Abbiamo molto apprezzato la forte e decisa tonalità politica dell’evento privo di giri di parole. Ancora Beneduce, anche professore di antropologia presso l’Università di Torino, ha parlato del potere neutralizzante della cultura. Spesso presentata come un dato di fatto, la “cultura” trattata in modo astratto oscura i rapporti di potere in atto nella cura delle donne migranti. “La questione della cura mentale non è mai una questione neutra o neutrale” ha aggiunto Simona Taliani, psicologa e antropologa, anche lei nell’associazione Fanon, oltre che docente universitaria. Taliani ha infatti denunciato il modo in cui “si psico-patologizza il comportamento delle donne migranti”, moltiplicando e concentrandosi sulle diagnosi senza che le istituzioni politiche e sanitarie prendano davvero sul serio le sofferenze delle pazienti.

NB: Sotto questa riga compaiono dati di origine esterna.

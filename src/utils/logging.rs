use clap::ValueEnum;
use tracing_subscriber::fmt::time::UtcTime;
use tracing_subscriber::{fmt, layer::SubscriberExt, util::SubscriberInitExt, EnvFilter};

use crate::config::service::ServiceConfig;
use crate::config::settings::{LogFormat, LoggingConfig};

#[derive(Debug, Clone, Copy, ValueEnum)]
pub enum LogLevel {
    TRACE,
    DEBUG,
    INFO,
    WARN,
    ERROR,
}

impl LogLevel {
    pub fn as_str(&self) -> &'static str {
        match *self {
            LogLevel::TRACE => "trace",
            LogLevel::DEBUG => "debug",
            LogLevel::INFO => "info",
            LogLevel::WARN => "warn",
            LogLevel::ERROR => "error",
        }
    }
}

/// Effective logging config: CLI/env level wins over the config file.
pub fn resolve(service_config: &ServiceConfig, arg_log_level: Option<LogLevel>) -> LoggingConfig {
    let configured = service_config.settings.logging.clone().unwrap_or_default();
    match arg_log_level {
        Some(level) => LoggingConfig::new(level.as_str().to_owned(), configured.format),
        None => configured,
    }
}

pub fn run(service_config: &ServiceConfig, arg_log_level: Option<LogLevel>) {
    init_logging(&resolve(service_config, arg_log_level));
}

/// Initialize tracing with the desired config.
pub fn init_logging(cfg: &LoggingConfig) {
    // quiet the CDP connection chatter unless asked for explicitly
    let directives = format!("{},chromiumoxide=warn", cfg.level);
    let env_filter = EnvFilter::try_new(&directives).unwrap_or_else(|_| EnvFilter::new("info"));

    let registry = tracing_subscriber::registry().with(env_filter);

    match cfg.format {
        LogFormat::Json => {
            let layer = fmt::layer()
                .json()
                .with_timer(UtcTime::rfc_3339())
                .flatten_event(true)
                .with_writer(std::io::stderr)
                .with_ansi(false);

            let _ = registry.with(layer).try_init();
        }
        LogFormat::Compact => {
            let layer = fmt::layer()
                .compact()
                .with_timer(UtcTime::rfc_3339())
                .with_writer(std::io::stderr)
                .with_ansi(true);

            let _ = registry.with(layer).try_init();
        }
    };
}
pub mod jwt;
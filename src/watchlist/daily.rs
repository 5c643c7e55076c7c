//! The daily check: evaluate the whole watchlist, then send one alert email per
//! store that produced alerts.

use tracing::{error, info, warn};

use crate::api::client::ApiClient;
use crate::cache::token_cache::TokenStore;
use crate::config::service::ServiceConfig;
use crate::helpers::time::now_i64;
use crate::notify::email::{send_alerts, Mailer};
use crate::observability::metrics::get_metrics;
use crate::sources::TokenSource;
use crate::watchlist::evaluator::{check_watchlist, CheckReport};
use crate::watchlist::store::Watchlist;

/// Store id the client should start with: the first watched store that is
/// known to the config.
pub fn initial_store_id<'a>(cfg: &'a ServiceConfig, watchlist: &Watchlist) -> Option<&'a str> {
    watchlist.values().find_map(|entry| cfg.store_id(&entry.store).ok())
}

pub async fn run_daily_check<C: TokenStore, S: TokenSource, M: Mailer>(
    client: &mut ApiClient<C, S>,
    cfg: &ServiceConfig,
    watchlist: &Watchlist,
    mailer: Option<&M>,
) -> CheckReport {
    info!(entries = watchlist.len(), "starting daily check");
    let report = check_watchlist(client, watchlist, &cfg.stores).await;
    info!(
        checked = report.checked,
        skipped = report.skipped.len(),
        alerts = report.alerts.len(),
        "daily check finished"
    );

    match (mailer, cfg.email.as_ref()) {
        (Some(mailer), Some(email)) => {
            for (store, alerts) in report.alerts_by_store() {
                if let Err(e) = send_alerts(mailer, &email.subject, &alerts, store).await {
                    error!(store, "failed to send alert email: {}", e);
                }
            }
        }
        _ if !report.alerts.is_empty() => warn!("email not configured, {} alerts not sent", report.alerts.len()),
        _ => {}
    }

    get_metrics().await.last_run_unix.set(now_i64());
    report
}
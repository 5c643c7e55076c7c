//! # Promo Watch Library
//!
//! Watches a grocery retailer's catalog for promotions. A bearer token is
//! harvested from the retailer's web app with a headless browser, cached on
//! disk until shortly before it expires, and replayed against the product
//! search API. A daily check compares watched products against price and
//! discount thresholds and emails the alerts.
//!
//! Modules:
//! - `config` — service configuration, loading and validation
//! - `cache` — bearer token, held-token state and the on-disk token cache
//! - `sources` — token sources (headless browser)
//! - `parser` — JWT expiry decoding
//! - `api` — search request builder, response models and the API client
//! - `watchlist` — watchlist store, evaluator and the daily check
//! - `notify` — alert email

pub mod api;
pub mod cache;
pub mod config;
pub mod errors;
pub mod helpers;
pub mod notify;
pub mod observability;
pub mod parser;
pub mod sources;
pub mod utils;
pub mod watchlist;

#[cfg(test)]
mod tests;

pub use crate::config::service::ServiceConfig;
pub use crate::errors::{Result, WatchError};
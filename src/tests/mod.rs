pub mod common;
mod daily_check;
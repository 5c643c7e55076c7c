use base64::alphabet;
use base64::engine::{DecodePaddingMode, GeneralPurpose, GeneralPurposeConfig};
use base64::Engine;
use serde::Deserialize;
use serde_json::Value;
use tracing::{debug, warn};

use crate::cache::token::strip_bearer_scheme;
use crate::errors::{Result, WatchError};

/// base64url, padding optional
const JWT_SEGMENT: GeneralPurpose = GeneralPurpose::new(
    &alphabet::URL_SAFE,
    GeneralPurposeConfig::new().with_decode_padding_mode(DecodePaddingMode::Indifferent),
);

#[derive(Debug, Deserialize)]
struct JwtClaims {
    exp: Option<Value>,
}

/// Read `exp` from the claims segment. The signature is not verified: the
/// token is replayed, not authenticated here.
pub fn decode_expiry(token: &str) -> Result<u64> {
    let raw = strip_bearer_scheme(token);
    let parts: Vec<&str> = raw.split('.').collect();
    if parts.len() != 3 {
        return Err(WatchError::MalformedToken(format!("expected 3 segments, got {}", parts.len())));
    }

    let decoded = JWT_SEGMENT
        .decode(parts[1])
        .map_err(|e| WatchError::MalformedToken(format!("base64 decode error: {}", e)))?;

    let claims = serde_json::from_slice::<JwtClaims>(&decoded)
        .map_err(|e| WatchError::MalformedToken(format!("invalid claims: {}", e)))?;

    match claims.exp {
        Some(Value::Number(n)) => n
            .as_u64()
            .ok_or_else(|| WatchError::MalformedToken(format!("exp is not a unix timestamp: {}", n))),
        Some(other) => Err(WatchError::MalformedToken(format!("exp is not a number: {}", other))),
        None => Err(WatchError::MalformedToken("exp claim missing".to_owned())),
    }
}

/// Claimed expiry, or `now + fallback_ttl` when the claims can't be read.
pub fn expiry_or_fallback(token: &str, now_unix_ts: u64, fallback_ttl_seconds: u64) -> u64 {
    match decode_expiry(token) {
        Ok(exp) => {
            debug!(expires_at = exp, "jwt parsed successfully");
            exp
        }
        Err(e) => {
            warn!("{}; assuming {}s lifetime", e, fallback_ttl_seconds);
            now_unix_ts + fallback_ttl_seconds
        }
    }
}
use serde::{Deserialize, Serialize};

const BEARER_SCHEME: &str = "Bearer ";

/// Bearer credential with its absolute expiry.
#[derive(Debug, Clone, PartialEq, Eq, Serialize, Deserialize)]
pub struct BearerToken {
    /// Raw credential, stored without the `Bearer ` scheme.
    pub value: String,
    /// UNIX TIMESTAMP
    pub exp_unix_ts: u64,
}

impl BearerToken {
    pub fn new(value: impl Into<String>, exp_unix_ts: u64) -> Self {
        Self {
            value: strip_bearer_scheme(&value.into()).to_owned(),
            exp_unix_ts,
        }
    }

    /// Usable while `now < exp - safety_margin`.
    pub fn is_usable_at(&self, now_unix_ts: u64, safety_margin_seconds: u64) -> bool {
        now_unix_ts < self.exp_unix_ts.saturating_sub(safety_margin_seconds)
    }

    /// Value for the `Authorization` header.
    pub fn header_value(&self) -> String {
        format!("{}{}", BEARER_SCHEME, self.value)
    }
}

/// Accepts `Bearer abc`, `bearer abc` or a bare `abc`.
pub fn strip_bearer_scheme(raw: &str) -> &str {
    let trimmed = raw.trim();
    match trimmed.get(..BEARER_SCHEME.len()) {
        Some(prefix) if prefix.eq_ignore_ascii_case(BEARER_SCHEME) => trimmed[BEARER_SCHEME.len()..].trim_start(),
        _ => trimmed,
    }
}
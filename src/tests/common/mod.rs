// Shared helpers for the scenario tests.
pub use serde_json::json;

use std::path::PathBuf;
use std::sync::atomic::{AtomicUsize, Ordering};
use std::sync::{Arc, Mutex};

use base64::engine::general_purpose::URL_SAFE_NO_PAD;
use base64::Engine;
use httpmock::MockServer;
use tempfile::TempDir;

use crate::api::client::{ApiClient, ClientSettings};
use crate::cache::token_cache::FileTokenCache;
use crate::errors::{Result, WatchError};
use crate::helpers::time::now_u64;
use crate::sources::TokenSource;

pub const SEARCH_PATH: &str = "/search/paginated/products";

/// Unsigned JWT carrying only `exp`.
pub fn sample_jwt(exp: u64) -> String {
    let header = URL_SAFE_NO_PAD.encode(r#"{"alg":"HS256","typ":"JWT"}"#);
    let claims = URL_SAFE_NO_PAD.encode(json!({ "exp": exp, "sub": "guest" }).to_string());
    format!("{}.{}.sig", header, claims)
}

/// Hands out pre-scripted tokens in order and counts the calls.
#[derive(Clone, Default)]
pub struct ScriptedSource {
    tokens: Arc<Mutex<Vec<String>>>,
    calls: Arc<AtomicUsize>,
}

impl ScriptedSource {
    pub fn new<I: IntoIterator<Item = String>>(tokens: I) -> Self {
        let mut tokens: Vec<String> = tokens.into_iter().collect();
        tokens.reverse();
        Self {
            tokens: Arc::new(Mutex::new(tokens)),
            calls: Arc::new(AtomicUsize::new(0)),
        }
    }

    pub fn calls(&self) -> usize {
        self.calls.load(Ordering::SeqCst)
    }
}

impl TokenSource for ScriptedSource {
    async fn acquire_token(&self) -> Result<String> {
        self.calls.fetch_add(1, Ordering::SeqCst);
        self.tokens.lock().unwrap().pop().ok_or(WatchError::TokenNotFound)
    }
}

pub struct Harness {
    pub server: MockServer,
    pub cache_dir: TempDir,
}

impl Harness {
    pub async fn start() -> Self {
        Self {
            server: MockServer::start_async().await,
            cache_dir: tempfile::tempdir().unwrap(),
        }
    }

    pub fn cache_path(&self) -> PathBuf {
        self.cache_dir.path().join(".cache").join("token_cache.json")
    }

    pub fn cache(&self) -> FileTokenCache {
        FileTokenCache::new(self.cache_path(), 60)
    }

    pub fn settings(&self) -> ClientSettings {
        ClientSettings {
            base_url: self.server.base_url(),
            safety_margin_seconds: 60,
            fallback_ttl_seconds: 600,
            request_timeout: Some(std::time::Duration::from_secs(5)),
        }
    }

    pub async fn client(&self, store_id: &str, source: ScriptedSource) -> Result<ApiClient<FileTokenCache, ScriptedSource>> {
        ApiClient::new(self.settings(), store_id, self.cache(), source).await
    }
}

pub fn hour_jwt() -> String {
    sample_jwt(now_u64() + 3600)
}

pub fn product_json(id: &str, name: &str, price: i64, reward: Option<i64>) -> serde_json::Value {
    let promotions = match reward {
        Some(r) => json!([{ "rewardValue": r }]),
        None => json!([]),
    };
    json!({
        "productId": id,
        "name": name,
        "displayName": "225ml",
        "brand": "Aveeno",
        "singlePrice": { "price": price },
        "promotions": promotions
    })
}

/// Keeps every message instead of sending it.
#[derive(Default)]
pub struct RecordingMailer {
    pub sent: Mutex<Vec<(String, String)>>,
}

impl crate::notify::email::Mailer for RecordingMailer {
    async fn send(&self, subject: &str, body: String) -> Result<()> {
        self.sent.lock().unwrap().push((subject.to_owned(), body));
        Ok(())
    }
}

Un esempio concreto di ciò che è stato denunciato è quello della prostituzione menzionato dalla relatrice Alyssa Ahrabare, coordinatrice di progetti per ENoMW. La domanda di prostituzione nei paesi di accoglienza genera considerevoli movimenti migratori e di conseguente tratta, come ha ricordato Taliani. E le istituzioni, che hanno il compito di accompagnare le donne migranti, non mostrano uno sguardo critico sulla prostituzione, rendendosi così complici del sistema di sfruttamento, secondo quanto espresso da Donatella Giunti, funzionaria assistente sociale della prefettura di Torino. Chi si limita a provvedere vitto e alloggio senza offrire percorsi di fuoriuscita alle donne in situazione di prostituzione fa il gioco dei trafficanti e degli sfruttatori, che si trovano ad essere sgravati persino delle spese di sostentamento per le donne che sfruttano. Peggio ancora è chi tratta la prostituzione come semplice lavoro, ha asserito Roberto Beneduce, rendendo invisibili i danni della violenza maschile e tagliando alla radice ogni possibilità di tutela della salute fisica e mentale delle donne migranti.

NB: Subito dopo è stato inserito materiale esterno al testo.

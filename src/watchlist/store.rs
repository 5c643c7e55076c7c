use std::collections::BTreeMap;
use std::fs;
use std::io::ErrorKind;
use std::path::{Path, PathBuf};

use serde::{Deserialize, Serialize};
use tracing::{debug, info};

use crate::errors::WatchlistError;

/// One tracked product, keyed by product id in the file.
#[derive(Debug, Clone, Default, Serialize, Deserialize, PartialEq)]
pub struct WatchEntry {
    pub friendly_name: String,
    /// store name, resolved to an id through `stores` in the config
    pub store: String,
    #[serde(default, skip_serializing_if = "Option::is_none")]
    pub target_price: Option<f64>,
    #[serde(default, skip_serializing_if = "Option::is_none")]
    pub min_discount_percent: Option<f64>,
}

/// Field selector for in-place updates.
#[derive(Debug, Clone, PartialEq)]
pub enum EntryUpdate {
    FriendlyName(String),
    Store(String),
    TargetPrice(Option<f64>),
    MinDiscountPercent(Option<f64>),
}

pub type Watchlist = BTreeMap<String, WatchEntry>;

/// JSON document `{ "<product_id>": { ...entry } }`.
#[derive(Debug, Clone)]
pub struct WatchlistStore {
    path: PathBuf,
}

impl WatchlistStore {
    pub fn new(path: impl Into<PathBuf>) -> Self {
        Self { path: path.into() }
    }

    pub fn path(&self) -> &Path {
        &self.path
    }

    /// Absent file reads as an empty watchlist.
    pub fn load(&self) -> Result<Watchlist, WatchlistError> {
        match fs::read_to_string(&self.path) {
            Ok(content) => Ok(serde_json::from_str(&content)?),
            Err(e) if e.kind() == ErrorKind::NotFound => {
                debug!(path = %self.path.display(), "no watchlist yet");
                Ok(Watchlist::new())
            }
            Err(e) => Err(e.into()),
        }
    }

    pub fn save(&self, watchlist: &Watchlist) -> Result<(), WatchlistError> {
        if let Some(parent) = self.path.parent().filter(|p| !p.as_os_str().is_empty()) {
            fs::create_dir_all(parent)?;
        }
        // serde_json keeps non-ASCII names as-is
        fs::write(&self.path, serde_json::to_string_pretty(watchlist)?)?;
        Ok(())
    }

    pub fn add(&self, product_id: &str, entry: WatchEntry) -> Result<(), WatchlistError> {
        let mut watchlist = self.load()?;
        if watchlist.contains_key(product_id) {
            return Err(WatchlistError::AlreadyExists(product_id.to_owned()));
        }
        info!(product_id, name = %entry.friendly_name, "added to watchlist");
        watchlist.insert(product_id.to_owned(), entry);
        self.save(&watchlist)
    }

    pub fn remove(&self, product_id: &str) -> Result<bool, WatchlistError> {
        let mut watchlist = self.load()?;
        if watchlist.remove(product_id).is_none() {
            return Ok(false);
        }
        self.save(&watchlist)?;
        info!(product_id, "removed from watchlist");
        Ok(true)
    }

    pub fn update(&self, product_id: &str, update: EntryUpdate) -> Result<bool, WatchlistError> {
        let mut watchlist = self.load()?;
        let Some(entry) = watchlist.get_mut(product_id) else {
            return Ok(false);
        };
        match update {
            EntryUpdate::FriendlyName(v) => entry.friendly_name = v,
            EntryUpdate::Store(v) => entry.store = v,
            EntryUpdate::TargetPrice(v) => entry.target_price = v,
            EntryUpdate::MinDiscountPercent(v) => entry.min_discount_percent = v,
        }
        self.save(&watchlist)?;
        Ok(true)
    }

    pub fn list(&self) -> Result<Vec<(String, WatchEntry)>, WatchlistError> {
        Ok(self.load()?.into_iter().collect())
    }

    pub fn get(&self, product_id: &str) -> Result<Option<WatchEntry>, WatchlistError> {
        Ok(self.load()?.remove(product_id))
    }
}
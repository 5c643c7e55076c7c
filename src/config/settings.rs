use serde::Deserialize;

use crate::cache::token_cache::TOKEN_CACHE_PATH_DEFAULT;

pub const SAFETY_MARGIN_SECONDS_DEFAULT: u64 = 60;
pub const FALLBACK_TTL_SECONDS_DEFAULT: u64 = 600;

/// ================================
/// Global service-wide settings
/// ================================
#[derive(Debug, Deserialize, Clone)]
pub struct SettingsConfig {
    pub safety_margin_seconds: Option<u64>,
    /// lifetime assumed for tokens whose claims can't be decoded
    pub fallback_ttl_seconds: Option<u64>,
    #[serde(default = "default_token_cache_path")]
    pub token_cache_path: String,
    /// extra bound on search requests; transport defaults when absent
    pub request_timeout_ms: Option<u64>,
    #[serde(default)]
    pub metrics: MetricsConfig,
    pub logging: Option<LoggingConfig>,
}

impl Default for SettingsConfig {
    fn default() -> Self {
        Self {
            safety_margin_seconds: Some(SAFETY_MARGIN_SECONDS_DEFAULT),
            fallback_ttl_seconds: Some(FALLBACK_TTL_SECONDS_DEFAULT),
            token_cache_path: default_token_cache_path(),
            request_timeout_ms: None,
            metrics: MetricsConfig::default(),
            logging: None,
        }
    }
}

#[derive(Debug, Deserialize, Clone, Default)]
pub struct MetricsConfig {
    #[serde(default)]
    pub is_enabled: bool,
    /// node-exporter textfile collector target, written at the end of a run
    pub textfile_path: Option<String>,
}

/// ================================
/// Logging
/// ================================
#[derive(Debug, Deserialize, Clone)]
pub struct LoggingConfig {
    pub level: String, // allowed: trace, debug, info, warn, error
    pub format: LogFormat,
}

impl LoggingConfig {
    pub fn new(level: String, format: LogFormat) -> Self {
        Self { level, format }
    }
}

impl Default for LoggingConfig {
    fn default() -> Self {
        Self::new("info".to_owned(), LogFormat::Compact)
    }
}

#[derive(Clone, Debug, Deserialize, PartialEq, Eq)]
#[serde(rename_all = "lowercase")]
pub enum LogFormat {
    Json,
    Compact,
}

fn default_token_cache_path() -> String {
    TOKEN_CACHE_PATH_DEFAULT.to_string()
}
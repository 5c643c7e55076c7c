//! Product search API

pub mod client;
pub mod models;
pub mod query;

pub use client::{ApiClient, ClientSettings};
pub use models::{ProductRecord, ProductSearchResult};
pub use query::SearchQuery;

Alla base dei problemi menzionati sono rapporti di potere che rendono difficile un incontro reale su un piano di uguaglianza fra operatrici sanitarie e pazienti. Ci si riferisce ad incontri necessariamente in presenza, fisici, che occupano uno spazio, anche quando il focus riguarda il benessere mentale, ha ricordato la psicoterapeuta Claudia Corsini — spazzando via così un altro mito, quello del dualismo cartesiano corpo/mente —, relazione nella quale la paziente deve essere considerata non come una straniera ma nella sua piena umanità.

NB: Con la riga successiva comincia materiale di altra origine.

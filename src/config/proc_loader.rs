use std::path::Path;

use anyhow::{anyhow, Context, Result};
use regex::Regex;
use tracing::{debug, error};

use crate::config::proc_validator;
use crate::config::service::ServiceConfig;
use crate::config::settings::{LoggingConfig, FALLBACK_TTL_SECONDS_DEFAULT, SAFETY_MARGIN_SECONDS_DEFAULT};
use crate::observability::metrics::get_metrics;

/// Load, expand and validate config from YAML file
pub async fn file_to_config(path: &Path) -> Result<ServiceConfig> {
    let content = tokio::fs::read_to_string(path)
        .await
        .with_context(|| format!("cannot read config '{}'", path.display()))?;

    let expanded = expand_env_vars(&content);
    parse_config(expanded).await
}

pub async fn parse_config(content: String) -> Result<ServiceConfig> {
    let metrics = get_metrics().await;
    let mut service_config: ServiceConfig = serde_yaml::from_str(&content)
        .inspect_err(|e| {
            error!("parse config error: {}", e);
            metrics.config_errors.inc();
        })?;

    // Apply defaults
    let settings = &mut service_config.settings;
    settings.logging.get_or_insert_with(LoggingConfig::default);
    settings.safety_margin_seconds.get_or_insert(SAFETY_MARGIN_SECONDS_DEFAULT);
    settings.fallback_ttl_seconds.get_or_insert(FALLBACK_TTL_SECONDS_DEFAULT);

    debug!("validation config ...");
    proc_validator::validate_service_config(&service_config)
        .await
        .map_err(|errors| anyhow!("invalid config:\n  - {}", errors.join("\n  - ")))?;

    Ok(service_config)
}

/// `${VAR}` / `${VAR:default}` from the process environment
fn expand_env_vars(input: &str) -> String {
    let re = Regex::new(r"\$\{(\w+)(?::([^\}]*))?\}").expect("static regex");
    re.replace_all(input, |caps: &regex::Captures| {
        let var = &caps[1];
        let default = caps.get(2).map(|m| m.as_str()).unwrap_or("");
        std::env::var(var).unwrap_or_else(|_| default.to_string())
    })
    .to_string()
}

#[cfg(test)]
mod tests {
    use super::*;
    use serial_test::serial;

    const MINIMAL: &str = r#"
stores:
  Dunedin: "store-123"
"#;

    #[tokio::test]
    #[serial]
    async fn defaults_are_applied() {
        let cfg = parse_config(MINIMAL.to_owned()).await.unwrap();

        assert_eq!(cfg.settings.safety_margin_seconds, Some(60));
        assert_eq!(cfg.settings.fallback_ttl_seconds, Some(600));
        assert_eq!(cfg.settings.token_cache_path, ".cache/token_cache.json");
        assert_eq!(cfg.browser.settle_seconds, 5);
        assert!(cfg.browser.headless);
        assert_eq!(cfg.watchlist.path, "data/watchlist.json");
        assert_eq!(cfg.store_id("Dunedin").unwrap(), "store-123");
        assert!(cfg.store_id("Chaffers").is_err());
    }

    #[test]
    #[serial]
    fn env_placeholders_expand() {
        std::env::set_var("PROMO_WATCH_TEST_SENDER", "alerts@example.com");
        std::env::remove_var("PROMO_WATCH_TEST_MISSING");

        let out = expand_env_vars("a: ${PROMO_WATCH_TEST_SENDER}\nb: ${PROMO_WATCH_TEST_MISSING:587}\nc: ${PROMO_WATCH_TEST_MISSING}");

        assert_eq!(out, "a: alerts@example.com\nb: 587\nc: ");
        std::env::remove_var("PROMO_WATCH_TEST_SENDER");
    }

    #[tokio::test]
    #[serial]
    async fn invalid_config_lists_every_problem() {
        let content = r#"
settings:
  safety_margin_seconds: 0
api:
  base_url: "not a url"
stores: {}
"#;
        let err = parse_config(content.to_owned()).await.unwrap_err().to_string();

        assert!(err.contains("safety_margin_seconds"), "{}", err);
        assert!(err.contains("api.base_url"), "{}", err);
        assert!(err.contains("stores"), "{}", err);
    }
}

Le proposte di cambiamento sono in atto e coinvolgono alcuni territori che operano a livello locale. Un esempio innovativo nell’ambito della salute è nato di recente a Vicenza. Angela Di Biase ha esposto il lavoro dell’ambulatorio Popolare Caracol Olol Jackson, di cui è presidente, che provvede ai bisogni di 270 pazienti. Mirella Aurora Rau, mediatrice, ha presentato l’esperienza quasi trentennale dell’associazione Camminare Insieme, fondato nel 1993, e che offre un servizio completo alle donne migranti, includendo le loro figlie e i loro figli, anche con visite domiciliari e progetti specifici come quello per le donne e bambine rom — sempre in presenza di mediatrici culturali. Il ruolo fondamentale della mediazione è stato ribadito più volte, perché una mediatrice culturale non si sofferma a tradurre ma stabilisce un vero ponte “che decodifica le parole e i comportamenti delle donne migranti”, secondo Esohe Aghatise.

Le problematiche sono tante, ma altrettante le soluzioni. L’indignazione stessa può “diventare pressione e agente di cambiamento” come ha suggerito Donatella Giunti. E come ha fatto bene a ricordare al pubblico Ruth Kiyindou, rileggendo l’articolo 32 della costituzione italiana: “La Repubblica tutela la salute come fondamentale diritto dell’individuo e interesse della collettività”. La tutela della salute di tutte le donne non è un’opzione ma un obbligo, è un diritto che deve essere garantito.